Everything from the first line below through the line with "The data source" is to be transcribed exactly, and nothing past it.

[[ SOURCE MATERIAL open ]]

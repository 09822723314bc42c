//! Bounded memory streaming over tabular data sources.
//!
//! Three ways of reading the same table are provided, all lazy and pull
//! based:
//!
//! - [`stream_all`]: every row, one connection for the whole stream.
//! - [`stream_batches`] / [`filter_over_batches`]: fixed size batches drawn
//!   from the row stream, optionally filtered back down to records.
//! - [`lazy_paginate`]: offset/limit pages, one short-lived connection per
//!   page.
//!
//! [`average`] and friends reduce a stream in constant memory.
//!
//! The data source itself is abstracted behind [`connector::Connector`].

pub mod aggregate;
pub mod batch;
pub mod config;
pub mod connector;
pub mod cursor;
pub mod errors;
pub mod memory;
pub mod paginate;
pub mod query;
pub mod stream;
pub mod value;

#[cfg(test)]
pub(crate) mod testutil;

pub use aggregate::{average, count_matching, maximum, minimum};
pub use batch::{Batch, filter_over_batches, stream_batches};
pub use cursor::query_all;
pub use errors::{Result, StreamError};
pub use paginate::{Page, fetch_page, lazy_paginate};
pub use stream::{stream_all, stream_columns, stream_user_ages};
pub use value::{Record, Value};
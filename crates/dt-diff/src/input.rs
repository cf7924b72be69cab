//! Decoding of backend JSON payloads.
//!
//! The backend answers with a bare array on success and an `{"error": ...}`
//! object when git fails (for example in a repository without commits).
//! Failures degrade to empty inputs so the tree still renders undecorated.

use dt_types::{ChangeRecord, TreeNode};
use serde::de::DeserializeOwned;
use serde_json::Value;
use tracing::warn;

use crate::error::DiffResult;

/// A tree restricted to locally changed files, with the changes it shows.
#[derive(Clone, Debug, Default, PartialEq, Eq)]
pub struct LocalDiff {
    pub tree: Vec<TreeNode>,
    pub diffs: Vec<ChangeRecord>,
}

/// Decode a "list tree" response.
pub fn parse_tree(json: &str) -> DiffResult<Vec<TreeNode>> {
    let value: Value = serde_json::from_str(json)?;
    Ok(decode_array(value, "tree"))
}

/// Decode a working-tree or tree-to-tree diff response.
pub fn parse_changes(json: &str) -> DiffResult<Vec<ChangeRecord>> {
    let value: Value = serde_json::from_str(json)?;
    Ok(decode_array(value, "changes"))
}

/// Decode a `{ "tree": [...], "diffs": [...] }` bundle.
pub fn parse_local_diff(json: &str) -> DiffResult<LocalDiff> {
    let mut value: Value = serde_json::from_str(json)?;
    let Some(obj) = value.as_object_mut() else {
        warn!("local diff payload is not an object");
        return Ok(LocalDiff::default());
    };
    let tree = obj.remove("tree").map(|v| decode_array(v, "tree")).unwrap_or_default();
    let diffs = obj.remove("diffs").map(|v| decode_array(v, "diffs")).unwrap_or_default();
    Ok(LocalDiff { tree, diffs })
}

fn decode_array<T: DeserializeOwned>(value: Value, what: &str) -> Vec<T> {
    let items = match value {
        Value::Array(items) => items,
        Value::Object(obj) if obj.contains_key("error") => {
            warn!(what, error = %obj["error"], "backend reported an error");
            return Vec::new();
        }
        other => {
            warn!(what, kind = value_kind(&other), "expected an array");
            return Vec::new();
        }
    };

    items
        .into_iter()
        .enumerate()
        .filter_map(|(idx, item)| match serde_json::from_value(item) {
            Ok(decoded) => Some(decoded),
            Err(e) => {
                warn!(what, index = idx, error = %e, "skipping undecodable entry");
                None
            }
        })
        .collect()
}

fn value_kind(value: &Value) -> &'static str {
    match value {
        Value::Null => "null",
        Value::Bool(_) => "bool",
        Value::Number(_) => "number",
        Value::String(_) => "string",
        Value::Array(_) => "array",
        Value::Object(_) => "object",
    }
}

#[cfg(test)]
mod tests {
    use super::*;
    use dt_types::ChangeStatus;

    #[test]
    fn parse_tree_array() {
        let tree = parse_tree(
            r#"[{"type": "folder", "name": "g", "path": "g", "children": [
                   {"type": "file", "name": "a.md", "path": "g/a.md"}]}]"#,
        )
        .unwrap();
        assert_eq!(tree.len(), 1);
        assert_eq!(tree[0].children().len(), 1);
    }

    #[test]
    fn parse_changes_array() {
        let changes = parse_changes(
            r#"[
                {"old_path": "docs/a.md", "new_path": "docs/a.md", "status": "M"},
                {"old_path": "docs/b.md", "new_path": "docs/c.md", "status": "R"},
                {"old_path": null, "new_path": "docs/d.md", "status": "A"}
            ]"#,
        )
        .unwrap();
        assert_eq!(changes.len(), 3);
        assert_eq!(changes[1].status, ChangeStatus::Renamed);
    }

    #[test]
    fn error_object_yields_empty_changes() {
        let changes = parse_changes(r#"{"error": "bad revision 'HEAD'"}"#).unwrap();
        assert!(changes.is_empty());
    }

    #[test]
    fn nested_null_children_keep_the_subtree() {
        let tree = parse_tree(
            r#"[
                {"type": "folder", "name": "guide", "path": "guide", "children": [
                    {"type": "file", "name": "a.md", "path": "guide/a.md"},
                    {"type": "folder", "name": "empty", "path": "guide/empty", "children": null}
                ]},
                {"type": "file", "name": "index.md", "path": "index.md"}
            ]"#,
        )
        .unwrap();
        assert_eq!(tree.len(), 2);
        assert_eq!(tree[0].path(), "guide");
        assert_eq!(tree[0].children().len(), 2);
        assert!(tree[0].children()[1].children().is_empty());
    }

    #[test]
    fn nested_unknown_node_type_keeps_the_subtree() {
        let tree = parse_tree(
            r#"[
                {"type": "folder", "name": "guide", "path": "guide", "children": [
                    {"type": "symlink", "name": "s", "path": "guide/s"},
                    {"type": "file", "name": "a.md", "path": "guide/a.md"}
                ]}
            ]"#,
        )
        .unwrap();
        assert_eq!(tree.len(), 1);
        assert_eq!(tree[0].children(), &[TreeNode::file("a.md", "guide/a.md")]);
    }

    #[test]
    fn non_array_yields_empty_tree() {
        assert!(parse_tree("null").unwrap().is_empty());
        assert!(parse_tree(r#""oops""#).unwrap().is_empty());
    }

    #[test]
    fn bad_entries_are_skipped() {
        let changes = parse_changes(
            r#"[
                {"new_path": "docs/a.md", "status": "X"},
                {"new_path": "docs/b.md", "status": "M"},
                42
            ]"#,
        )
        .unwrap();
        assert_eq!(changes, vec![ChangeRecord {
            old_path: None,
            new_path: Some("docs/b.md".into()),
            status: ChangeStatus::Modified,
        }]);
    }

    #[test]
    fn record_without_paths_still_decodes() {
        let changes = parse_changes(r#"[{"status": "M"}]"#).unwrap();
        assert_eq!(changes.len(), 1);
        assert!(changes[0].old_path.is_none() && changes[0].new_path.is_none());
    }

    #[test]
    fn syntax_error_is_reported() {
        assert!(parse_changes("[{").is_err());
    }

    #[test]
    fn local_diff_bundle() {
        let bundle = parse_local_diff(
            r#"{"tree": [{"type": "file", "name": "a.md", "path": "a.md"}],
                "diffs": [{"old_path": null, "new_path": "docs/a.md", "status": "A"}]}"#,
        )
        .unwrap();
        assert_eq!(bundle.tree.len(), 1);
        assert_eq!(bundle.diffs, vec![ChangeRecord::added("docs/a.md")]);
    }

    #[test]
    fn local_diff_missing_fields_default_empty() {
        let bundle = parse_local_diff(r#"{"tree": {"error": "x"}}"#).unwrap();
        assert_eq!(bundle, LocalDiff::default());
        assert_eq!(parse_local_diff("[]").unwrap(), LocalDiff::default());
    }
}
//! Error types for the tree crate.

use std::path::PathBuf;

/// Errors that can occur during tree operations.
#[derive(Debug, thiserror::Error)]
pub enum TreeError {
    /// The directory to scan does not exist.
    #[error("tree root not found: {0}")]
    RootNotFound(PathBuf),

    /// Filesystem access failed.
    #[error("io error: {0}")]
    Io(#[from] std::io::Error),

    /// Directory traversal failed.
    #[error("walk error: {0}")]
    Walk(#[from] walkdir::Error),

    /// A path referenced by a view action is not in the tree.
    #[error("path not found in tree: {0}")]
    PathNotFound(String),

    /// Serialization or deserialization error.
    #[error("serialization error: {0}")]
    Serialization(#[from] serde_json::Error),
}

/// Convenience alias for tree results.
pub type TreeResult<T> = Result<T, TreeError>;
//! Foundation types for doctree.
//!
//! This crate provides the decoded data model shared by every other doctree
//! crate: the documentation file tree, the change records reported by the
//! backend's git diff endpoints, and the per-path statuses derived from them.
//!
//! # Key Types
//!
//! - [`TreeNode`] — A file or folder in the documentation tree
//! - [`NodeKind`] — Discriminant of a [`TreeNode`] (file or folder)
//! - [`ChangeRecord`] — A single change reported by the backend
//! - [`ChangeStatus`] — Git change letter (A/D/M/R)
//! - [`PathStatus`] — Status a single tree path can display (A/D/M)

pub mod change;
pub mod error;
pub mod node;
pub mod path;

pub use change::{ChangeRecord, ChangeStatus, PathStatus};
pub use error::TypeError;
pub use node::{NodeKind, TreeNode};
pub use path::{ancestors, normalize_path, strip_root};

[[ SOURCE MATERIAL closed ]]

_SOLUTION FOR THIS TASK:_
repository 09822723314bc42c
//! Bounded memory streaming over tabular data sources.
//!
//! Three ways of reading the same table are provided, all lazy and pull
//! based:
//!
//! - [`stream_all`]: every row, one connection for the whole stream.
//! - [`stream_batches`] / [`filter_over_batches`]: fixed size batches drawn
//!   from the row stream, optionally filtered back down to records.
//! - [`lazy_paginate`]: offset/limit pages, one short-lived connection per
//!   page.
//!
//! [`average`] and friends reduce a stream in constant memory.
//!
//! The data source itself is abstracted behind [`connector::Connector`].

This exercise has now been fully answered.